### The data
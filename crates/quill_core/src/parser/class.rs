//! Class declarations and expressions.
//!
//! Class code is always strict.  A class body holds methods, accessors,
//! fields, `static { … }` blocks and at most one `finally { … }`
//! finalizer.

use crate::error::{ErrorKind, QuillResult};
use crate::parser::Parser;
use crate::parser::ast::{
    Attribute, ClassBody, ClassDecl, ClassExpr, ClassMember, Expr, MethodDef, MethodKind,
    NodeType, PropKey, PropertyDef, StaticBlock,
};
use crate::parser::expression::starts_property_key;
use crate::parser::function::MethodFlavor;
use crate::parser::messages;
use crate::parser::token::{Position, TokenKind};

/// Per-body bookkeeping for the one-of-a-kind members.
#[derive(Debug, Default)]
struct BodyState {
    derived: bool,
    has_constructor: bool,
    has_finalizer: bool,
}

impl<'src> Parser<'src> {
    /// `class Name [extends Expr] { … }`.  The name may be omitted after
    /// `export default`.
    pub(super) fn parse_class_declaration(
        &mut self,
        start: Position,
        identifier_optional: bool,
        attributes: Vec<Attribute>,
    ) -> QuillResult<ClassDecl> {
        self.with_flags(
            |f| f.strict = true,
            |p| {
                p.expect(TokenKind::Class)?;
                let id = if identifier_optional
                    && matches!(p.lookahead.kind, TokenKind::Extends | TokenKind::LeftBrace)
                {
                    None
                } else {
                    Some(p.parse_binding_identifier(None)?)
                };
                let (super_class, body) = p.parse_class_tail()?;
                let loc = p.finalize(start, NodeType::ClassDeclaration);
                Ok(ClassDecl {
                    loc,
                    id,
                    super_class,
                    body,
                    attributes,
                })
            },
        )
    }

    pub(super) fn parse_class_expression(&mut self) -> QuillResult<ClassExpr> {
        let start = self.create_node();
        self.with_flags(
            |f| f.strict = true,
            |p| {
                p.expect(TokenKind::Class)?;
                let id = if p.matches(TokenKind::Extends) || p.matches(TokenKind::LeftBrace) {
                    None
                } else {
                    Some(p.parse_binding_identifier(None)?)
                };
                let (super_class, body) = p.parse_class_tail()?;
                let loc = p.finalize(start, NodeType::ClassExpression);
                Ok(ClassExpr {
                    loc,
                    id,
                    super_class,
                    body,
                })
            },
        )
    }

    fn parse_class_tail(&mut self) -> QuillResult<(Option<Box<Expr>>, ClassBody)> {
        let super_class = if self.matches(TokenKind::Extends) {
            self.next_token()?;
            let heritage = self.descend(|p| {
                p.isolate_cover_grammar(|p| p.parse_lhs_expression_allow_call())
            })?;
            Some(Box::new(heritage))
        } else {
            None
        };
        let derived = super_class.is_some();
        let body = self.with_flags(|f| f.in_class_body = true, |p| p.parse_class_body(derived))?;
        Ok((super_class, body))
    }

    fn parse_class_body(&mut self, derived: bool) -> QuillResult<ClassBody> {
        let start = self.create_node();
        self.expect(TokenKind::LeftBrace)?;
        let mut state = BodyState {
            derived,
            ..BodyState::default()
        };
        let mut body = Vec::new();
        while !self.matches(TokenKind::RightBrace) {
            if self.matches(TokenKind::Semicolon) {
                self.next_token()?;
                continue;
            }
            body.push(self.parse_class_element(&mut state)?);
        }
        self.expect(TokenKind::RightBrace)?;
        let loc = self.finalize(start, NodeType::ClassBody);
        Ok(ClassBody { loc, body })
    }

    fn parse_class_element(&mut self, state: &mut BodyState) -> QuillResult<ClassMember> {
        let start = self.create_node();
        let attributes = self.parse_attributes()?;

        if self.matches(TokenKind::Finally) && self.peek_token()?.kind == TokenKind::LeftBrace {
            self.reject_attributes(&attributes, start)?;
            let block = self.parse_finalizer_block(&mut state.has_finalizer)?;
            return Ok(ClassMember::Finalizer(block));
        }

        let mut is_static = false;
        if self.matches_contextual("static") {
            let next = self.peek_token()?.kind;
            if next == TokenKind::LeftBrace {
                self.reject_attributes(&attributes, start)?;
                return Ok(ClassMember::StaticBlock(self.parse_static_block()?));
            }
            if starts_property_key(next) || next == TokenKind::Star {
                self.next_token()?;
                is_static = true;
            }
        }

        let mut is_async = false;
        if self.matches_contextual("async") {
            let next = self.peek_token()?;
            if !next.had_line_terminator_before
                && (starts_property_key(next.kind) || next.kind == TokenKind::Star)
            {
                self.next_token()?;
                is_async = true;
            }
        }

        let is_generator = self.matches(TokenKind::Star);
        if is_generator {
            self.next_token()?;
        }

        let mut accessor = None;
        if !is_async && !is_generator {
            let flavor = if self.matches_contextual("get") {
                Some(MethodFlavor::Getter)
            } else if self.matches_contextual("set") {
                Some(MethodFlavor::Setter)
            } else {
                None
            };
            if flavor.is_some() && starts_property_key(self.peek_token()?.kind) {
                self.next_token()?;
                accessor = flavor;
            }
        }

        let key_token = self.lookahead.clone();
        let (key, is_computed) = self.parse_object_property_key(true)?;
        if matches!(&key, PropKey::Private(name) if name.name == "constructor") {
            self.tolerate_at(
                key_token.span.start,
                messages::CONSTRUCTOR_IS_PRIVATE,
                ErrorKind::Syntax,
            )?;
        }
        if is_static && !is_computed && key.is_named("prototype") {
            self.tolerate_at(
                key_token.span.start,
                messages::STATIC_PROTOTYPE,
                ErrorKind::Syntax,
            )?;
        }

        let is_method = accessor.is_some()
            || is_async
            || is_generator
            || self.matches(TokenKind::LeftParen);
        if !is_method {
            if !is_computed && key.is_named("constructor") {
                self.tolerate_at(
                    key_token.span.start,
                    messages::CONSTRUCTOR_FIELD,
                    ErrorKind::Syntax,
                )?;
            }
            let value = if self.matches(TokenKind::Equal) {
                self.next_token()?;
                Some(Box::new(self.parse_field_initializer()?))
            } else {
                None
            };
            self.consume_semicolon()?;
            let loc = self.finalize(start, NodeType::PropertyDefinition);
            return Ok(ClassMember::Property(PropertyDef {
                loc,
                is_static,
                key,
                is_computed,
                value,
                attributes,
            }));
        }

        let mut kind = match accessor {
            Some(MethodFlavor::Getter) => MethodKind::Get,
            Some(MethodFlavor::Setter) => MethodKind::Set,
            _ => MethodKind::Method,
        };
        if !is_static && !is_computed && key.is_named("constructor") {
            let message = if accessor.is_some() || is_generator {
                Some(messages::CONSTRUCTOR_SPECIAL_METHOD)
            } else if is_async {
                Some(messages::CONSTRUCTOR_IS_ASYNC)
            } else if state.has_constructor {
                Some(messages::DUPLICATE_CONSTRUCTOR)
            } else {
                None
            };
            if let Some(message) = message {
                self.tolerate_at(key_token.span.start, message, ErrorKind::Syntax)?;
            }
            state.has_constructor = true;
            kind = MethodKind::Constructor;
        }

        let allow_super_call = kind == MethodKind::Constructor && state.derived;
        let value = self.parse_method_function(
            accessor.unwrap_or(MethodFlavor::Method),
            is_async,
            is_generator,
            allow_super_call,
        )?;
        let loc = self.finalize(start, NodeType::MethodDefinition);
        Ok(ClassMember::Method(MethodDef {
            loc,
            is_static,
            kind,
            key,
            is_computed,
            value,
            attributes,
        }))
    }

    /// `= value` of a field: evaluated like a method body, with `this`,
    /// `super.x` and `new.target` available.
    fn parse_field_initializer(&mut self) -> QuillResult<Expr> {
        self.with_flags(
            |f| {
                f.allow_yield = false;
                f.is_async = false;
                f.allow_super_call = false;
                f.allow_super_property = true;
                f.allow_new_target = true;
                f.in_parameters = false;
            },
            |p| p.isolate_cover_grammar(|p| p.parse_assignment_expression()),
        )
    }

    fn parse_static_block(&mut self) -> QuillResult<StaticBlock> {
        let start = self.create_node();
        self.expect_contextual("static")?;
        self.expect(TokenKind::LeftBrace)?;
        let body = self.with_flags(
            |f| {
                f.allow_yield = false;
                f.is_async = false;
                f.allow_super_call = false;
                f.allow_super_property = true;
                f.allow_new_target = true;
                f.in_function_body = false;
                f.in_iteration = false;
                f.in_switch = false;
                f.in_parameters = false;
            },
            |p| {
                p.with_fresh_labels(|p| {
                    let mut body = Vec::new();
                    while !p.matches(TokenKind::RightBrace) {
                        if p.matches(TokenKind::Eof) {
                            return Err(p.unexpected(&p.lookahead));
                        }
                        body.push(p.parse_statement_list_item()?);
                    }
                    Ok(body)
                })
            },
        )?;
        self.expect(TokenKind::RightBrace)?;
        let loc = self.finalize(start, NodeType::StaticBlock);
        Ok(StaticBlock { loc, body })
    }

    /// Attributes are only kept on declarations and on methods and fields.
    fn reject_attributes(&mut self, attributes: &[Attribute], start: Position) -> QuillResult<()> {
        if !attributes.is_empty() {
            self.tolerate_at(start, messages::INVALID_ATTRIBUTE_TARGET, ErrorKind::Syntax)?;
        }
        Ok(())
    }
}

#[cfg(test)]
mod tests {
    use crate::config::ParserOptions;
    use crate::parser::Parser;
    use crate::parser::ast::{ClassDecl, ClassMember, MethodKind, ProgramItem, Stmt};
    use crate::parser::messages;

    fn class(source: &str) -> ClassDecl {
        let program = Parser::new(source, ParserOptions::new())
            .parse_script(false)
            .unwrap_or_else(|e| panic!("{source}: {e}"));
        match program.body.into_iter().next() {
            Some(ProgramItem::Stmt(Stmt::ClassDecl(decl))) => *decl,
            other => panic!("expected a class, got {other:?}"),
        }
    }

    fn error(source: &str) -> String {
        let err = Parser::new(source, ParserOptions::new())
            .parse_script(false)
            .expect_err(source);
        err.as_parse_error().unwrap().description.clone()
    }

    #[test]
    fn test_member_kinds() {
        let decl = class(
            "class A extends B {
                constructor() { super(); }
                static create() {}
                get x() { return this.#x; }
                set x(v) { this.#x = v; }
                async *items() {}
                #x = 1;
                static count;
                [key] = 2;
                static { A.count = 0; }
                finally { release(this); }
            }",
        );
        assert!(decl.super_class.is_some());
        let kinds: Vec<_> = decl
            .body
            .body
            .iter()
            .map(|m| match m {
                ClassMember::Method(m) => format!("{:?}", m.kind),
                ClassMember::Property(_) => "Field".into(),
                ClassMember::StaticBlock(_) => "StaticBlock".into(),
                ClassMember::Finalizer(_) => "Finalizer".into(),
            })
            .collect();
        assert_eq!(
            kinds,
            [
                "Constructor", "Method", "Get", "Set", "Method", "Field", "Field", "Field",
                "StaticBlock", "Finalizer"
            ]
        );
    }

    #[test]
    fn test_modifier_words_as_names() {
        let decl =
            class("class A { static() {} get() {} async() {} static static() {} get; set = 1 }");
        let ClassMember::Method(m) = &decl.body.body[3] else { panic!() };
        assert!(m.is_static && m.kind == MethodKind::Method);
        assert_eq!(decl.body.body.len(), 6);
    }

    #[test]
    fn test_constructor_rules() {
        assert_eq!(
            error("class A { constructor() {} constructor() {} }"),
            messages::DUPLICATE_CONSTRUCTOR
        );
        assert_eq!(error("class A { get constructor() {} }"), messages::CONSTRUCTOR_SPECIAL_METHOD);
        assert_eq!(error("class A { async constructor() {} }"), messages::CONSTRUCTOR_IS_ASYNC);
        assert_eq!(error("class A { #constructor() {} }"), messages::CONSTRUCTOR_IS_PRIVATE);
        assert_eq!(error("class A { constructor = 1 }"), messages::CONSTRUCTOR_FIELD);
        assert_eq!(error("class A { static prototype() {} }"), messages::STATIC_PROTOTYPE);
    }

    #[test]
    fn test_super_rules() {
        assert_eq!(error("class A { constructor() { super(); } }"), messages::UNEXPECTED_SUPER);
        assert_eq!(error("function f() { super.x; }"), messages::UNEXPECTED_SUPER);
        class("class A { m() { return super.m(); } }");
    }

    #[test]
    fn test_class_body_is_strict() {
        assert_eq!(error("class A { m() { with (a) {} } }"), messages::STRICT_MODE_WITH);
    }

    #[test]
    fn test_private_names_need_a_class() {
        assert_eq!(error("a.#x;"), messages::PRIVATE_NAME_NOT_ALLOWED);
        class("class A { #x; has(o) { return #x in o; } }");
    }

    #[test]
    fn test_single_finalizer() {
        assert_eq!(
            error("class A { finally {} finally {} }"),
            messages::DUPLICATE_FINALIZER
        );
        let decl = class("class A { finally = 1 }");
        assert!(matches!(decl.body.body[0], ClassMember::Property(_)));
    }
}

### What to work on
Please state how many lines of the listing above hold "Stmt", giving the number and nothing else.

### Task result
2